How do I add keys received by mail/thumbdrive?

which kind of key will ipfs key send send?

Rest of the commands talk about keypairs. Is it a peer<>peer shared secret? (If so) why is it not the public key?

New 'Encrypt' package describes hybrid crypto.

How do I tell (multiple) people how to decrypt $hashx? Do I specify Recipients before or do I expose the corresponding key later?

whyrusleeping commented 9 years ago

We should have an ipfs key import thats a good idea.

The keys sent will be a private key of type p2p/crypto.PrivateKey encoded and encrypted (encryption beyond our default interpeer transport encryption)

BillDStrong commented 9 years ago

Have you looked at Keybase.io? It is invite only currently, but it is basically a really user friendly website to do the user interfacing aspect.

They say of themselves "Keybase is two things.

a public, publicly-auditable directory of keys and identity proofs a protocol for accessing the directory"

https://github.com/keybase/kbpgp

for their BSD licensed JS and node powered pgptools.

They have you verify you have access to your social accounts by post a signature message showing you have access to an account.

I have a few invites if someone wants to look.

jbenet commented 9 years ago

Hey @BillDStrong I appreciate the intent to help out, but please look more carefully through the repositories. this one in particular is for the specs, and not a good place to post when you don't yet know much about IPFS. See https://github.com/ipfs/specs#collaborating

Please also search github and the IRC logs, or you'll just be adding noise. While well intentioned, this post is just noise: we are well aware of keybase, and already plan to use it some ways.

BillDStrong commented 9 years ago

For an automated system, LetsEncrypt.org is a free certificate authority that is creating automated tooling around sign SSL certificates for an encrypted web. The automated nature of the tools could be a good fit for this project, as well as take the responsibility off of IPFS on storing the Certs.

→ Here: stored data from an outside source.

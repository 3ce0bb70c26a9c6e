//! One-way renderings of a guide for reading or printing.

use std::collections::HashSet;
use std::fmt;

use termtree::Tree;

use crate::domain::{Guide, GuideMetadata, Node, NodeId};

/// Deepest node level expanded by the text rendering (root is level 1).
pub const MAX_TEXT_DEPTH: usize = 5;

#[derive(Debug, Clone, Copy, PartialEq, Eq)]
pub enum ExportFormat {
    Text,
    Html,
    Json,
}

impl ExportFormat {
    pub fn extension(self) -> &'static str {
        match self {
            Self::Text => "txt",
            Self::Html => "html",
            Self::Json => "json",
        }
    }
}

impl fmt::Display for ExportFormat {
    fn fmt(&self, f: &mut fmt::Formatter<'_>) -> fmt::Result {
        let name = match self {
            Self::Text => "text",
            Self::Html => "html",
            Self::Json => "json",
        };
        f.write_str(name)
    }
}

fn estimated_time(metadata: &GuideMetadata) -> String {
    metadata
        .estimated_time_minutes
        .map(|m| format!("{} minutes", m))
        .unwrap_or_else(|| "not specified".to_string())
}

// ============================================================
// TEXT
// ============================================================

/// Metadata header followed by the tree below the root node.
pub fn render_text(guide: &Guide) -> String {
    TextExport(guide).to_string()
}

struct TextExport<'g>(&'g Guide);

impl fmt::Display for TextExport<'_> {
    fn fmt(&self, f: &mut fmt::Formatter<'_>) -> fmt::Result {
        let guide = self.0;
        let meta = &guide.metadata;
        writeln!(f, "{}", meta.title)?;
        writeln!(f, "{}", "=".repeat(meta.title.chars().count().max(1)))?;
        if !meta.description.is_empty() {
            writeln!(f, "{}", meta.description)?;
        }
        writeln!(f)?;
        writeln!(f, "Author: {}", meta.author)?;
        writeln!(f, "Version: {}", meta.version)?;
        writeln!(f, "Difficulty: {}", meta.difficulty_level)?;
        writeln!(f, "Estimated time: {}", estimated_time(meta))?;
        if !meta.tags.is_empty() {
            writeln!(f, "Tags: {}", meta.tags.join(", "))?;
        }
        writeln!(f)?;
        writeln!(f, "Troubleshooting steps:")?;

        match step_tree(guide) {
            Some(tree) => write!(f, "{}", tree),
            None => writeln!(f, "(no starting question)"),
        }
    }
}

/// Tree for the steps reachable from the root node only.
pub fn step_tree(guide: &Guide) -> Option<Tree<String>> {
    guide.get_root_node().map(|root| node_tree(guide, root, 1))
}

fn node_label(node: &Node) -> String {
    match node.help_text.as_deref().filter(|h| !h.is_empty()) {
        Some(help) => format!("{} ({})", node.question, help),
        None => node.question.clone(),
    }
}

fn node_tree(guide: &Guide, node: &Node, level: usize) -> Tree<String> {
    let mut tree = Tree::new(node_label(node));
    for answer in &node.answers {
        let mut branch = Tree::new(format!("[{}]", answer.answer_text));
        if answer.is_solution {
            branch.push(Tree::new(format!(
                "Solution: {}",
                answer.solution_text.as_deref().unwrap_or_default()
            )));
        } else if let Some(next) = answer.linked_node().and_then(|id| guide.get_node(id)) {
            if level < MAX_TEXT_DEPTH {
                branch.push(node_tree(guide, next, level + 1));
            }
        }
        tree.push(branch);
    }
    tree
}

// ============================================================
// HTML
// ============================================================

const STYLE: &str = "body { font-family: sans-serif; max-width: 800px; margin: 0 auto; padding: 20px; }
h1 { color: #2c3e50; }
.metadata { background: #ecf0f1; padding: 10px; border-radius: 5px; }
.question { background: #3498db; color: white; padding: 10px; margin: 10px 0; border-radius: 5px; }
.answer { margin-left: 20px; padding: 5px; }
.solution { background: #2ecc71; color: white; padding: 10px; border-radius: 5px; }";

pub fn escape_html(text: &str) -> String {
    let mut escaped = String::with_capacity(text.len());
    for c in text.chars() {
        match c {
            '&' => escaped.push_str("&amp;"),
            '<' => escaped.push_str("&lt;"),
            '>' => escaped.push_str("&gt;"),
            '"' => escaped.push_str("&quot;"),
            '\'' => escaped.push_str("&#39;"),
            _ => escaped.push(c),
        }
    }
    escaped
}

/// Self-contained HTML page. Each node is rendered at most once.
pub fn render_html(guide: &Guide) -> String {
    HtmlExport(guide).to_string()
}

struct HtmlExport<'g>(&'g Guide);

impl fmt::Display for HtmlExport<'_> {
    fn fmt(&self, f: &mut fmt::Formatter<'_>) -> fmt::Result {
        let guide = self.0;
        let meta = &guide.metadata;
        let title = escape_html(&meta.title);
        writeln!(f, "<!DOCTYPE html>")?;
        writeln!(f, "<html>")?;
        writeln!(f, "<head>")?;
        writeln!(f, "<meta charset=\"utf-8\">")?;
        writeln!(f, "<title>{}</title>", title)?;
        writeln!(f, "<style>\n{}\n</style>", STYLE)?;
        writeln!(f, "</head>")?;
        writeln!(f, "<body>")?;
        writeln!(f, "<h1>{}</h1>", title)?;
        writeln!(f, "<div class=\"metadata\">")?;
        writeln!(f, "<p>{}</p>", escape_html(&meta.description))?;
        writeln!(f, "<p><strong>Author:</strong> {}</p>", escape_html(&meta.author))?;
        writeln!(
            f,
            "<p><strong>Difficulty:</strong> {}</p>",
            escape_html(&meta.difficulty_level)
        )?;
        writeln!(
            f,
            "<p><strong>Estimated Time:</strong> {}</p>",
            estimated_time(meta)
        )?;
        writeln!(f, "</div>")?;
        writeln!(f, "<h2>Troubleshooting Steps</h2>")?;

        if let Some(root) = guide.get_root_node() {
            let mut visited = HashSet::new();
            node_html(f, guide, root, &mut visited)?;
        }

        writeln!(f, "</body>")?;
        writeln!(f, "</html>")
    }
}

fn node_html<'g>(
    f: &mut fmt::Formatter<'_>,
    guide: &'g Guide,
    node: &'g Node,
    visited: &mut HashSet<&'g NodeId>,
) -> fmt::Result {
    if !visited.insert(&node.node_id) {
        return Ok(());
    }

    writeln!(f, "<div class=\"question\">{}</div>", escape_html(&node.question))?;
    if let Some(help) = node.help_text.as_deref().filter(|h| !h.is_empty()) {
        writeln!(f, "<p class=\"help\">{}</p>", escape_html(help))?;
    }

    for answer in &node.answers {
        write!(f, "<div class=\"answer\">{}", escape_html(&answer.answer_text))?;
        if answer.is_solution {
            write!(
                f,
                "<div class=\"solution\">Solution: {}</div>",
                escape_html(answer.solution_text.as_deref().unwrap_or_default())
            )?;
        } else if let Some(next) = answer.linked_node().and_then(|id| guide.get_node(id)) {
            writeln!(f)?;
            node_html(f, guide, next, visited)?;
        }
        writeln!(f, "</div>")?;
    }
    Ok(())
}

#[cfg(test)]
mod tests {
    use super::*;

    #[test]
    fn given_markup_when_escaping_then_entities() {
        assert_eq!(
            escape_html(r#"<b>"Tom" & 'Jerry'</b>"#),
            "&lt;b&gt;&quot;Tom&quot; &amp; &#39;Jerry&#39;&lt;/b&gt;"
        );
    }

    #[test]
    fn given_guide_without_root_when_rendering_text_then_placeholder_line() {
        let guide = Guide::new(GuideMetadata::new("Empty", ""));

        let text = render_text(&guide);

        assert!(text.starts_with("Empty\n=====\n\n"));
        assert!(text.ends_with("Troubleshooting steps:\n(no starting question)\n"));
    }

    #[test]
    fn given_guide_without_root_when_rendering_html_then_closed_document() {
        let guide = Guide::new(GuideMetadata::new("Empty", ""));

        let html = render_html(&guide);

        assert!(html.contains("<h2>Troubleshooting Steps</h2>\n</body>\n</html>\n"));
    }

    #[test]
    fn given_formats_when_displayed_then_lowercase_names() {
        assert_eq!(ExportFormat::Html.to_string(), "html");
        assert_eq!(ExportFormat::Text.extension(), "txt");
    }
}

https://github.com/letsencrypt/acme-spec is their spec and https://github.com/letsencrypt/node-acme is a node implementation and https://github.com/letsencrypt/boulder is a go implementation of the CA.

In case you can't tell, I am a strong fan of using standardized security tools to help prevent unintended bugs. And if you don't have to roll your own, you can work on the problems that really need to be solved.

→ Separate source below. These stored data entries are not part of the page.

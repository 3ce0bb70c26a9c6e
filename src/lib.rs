//! treeguide: author, validate and run decision-tree troubleshooting guides.
//!
//! Layers, innermost first: `domain` (guides, nodes, catalog, traversal),
//! `application` (persistence and export over the [`infrastructure::traits::FileSystem`]
//! boundary), `infrastructure` (real filesystem, service wiring) and `cli`.

pub mod application;
pub mod cli;
pub mod config;
pub mod domain;
pub mod exitcode;
pub mod infrastructure;
pub mod util;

jbenet commented 9 years ago

@BillDStrong please stop and read more before posting -- these comments are not actually related with the precise functionality the keystore has. For example, if you did, you'd know that today IPFS does not use TLS or CA certs. I again suggest you search github, IRC. I'd recommend posting in https://github.com/ipfs/faq or https://github.com/ipfs/notes while you're learning about the project.

BillDStrong commented 9 years ago

Thanks for the response. FYI, while I have seen the IRC channel posted, nowhere had I seen and IRC log, and most users would not no to look.

illya13 commented 8 years ago

Any news around ipfs key ?

whyrusleeping commented 8 years ago

@illya13 Its slated to be implemented Q3 of this year. (so, by october at the latest)

illya13 commented 8 years ago

@whyrusleeping any updates please ?

whyrusleeping commented 8 years ago

@illya13 The most interesting progress so far is that we're working on adding support for ed25519 keys into go-libp2p-crypto. I was really planning on getting to the keystore stuff sooner, but its been unfortunately pushed back. Stay tuned, and please do keep pinging us about this.

My new estimate for the beginning of this functionality is sometime in november. It will likely just entail the ability to create and store multiple keys, with no signing or encryption commands in the first release. Multiple keys will allow nodes to manage multiple ipns entries.

illya13 commented 7 years ago

@whyrusleeping any new updates ?

hackervera commented 7 years ago

Would love a way to export/import keys so that i can have shared access to an ipns key. Is this what this ticket addresses?

Lennie commented 7 years ago

The ipfs key send part seems strange to me: when each user has a keypair (private & public key) all you need is the public key of the user to encrypt the key you want to send and store it somewhere where it can be retrieved. The simplest way is to keep those files with the data that was encrypted.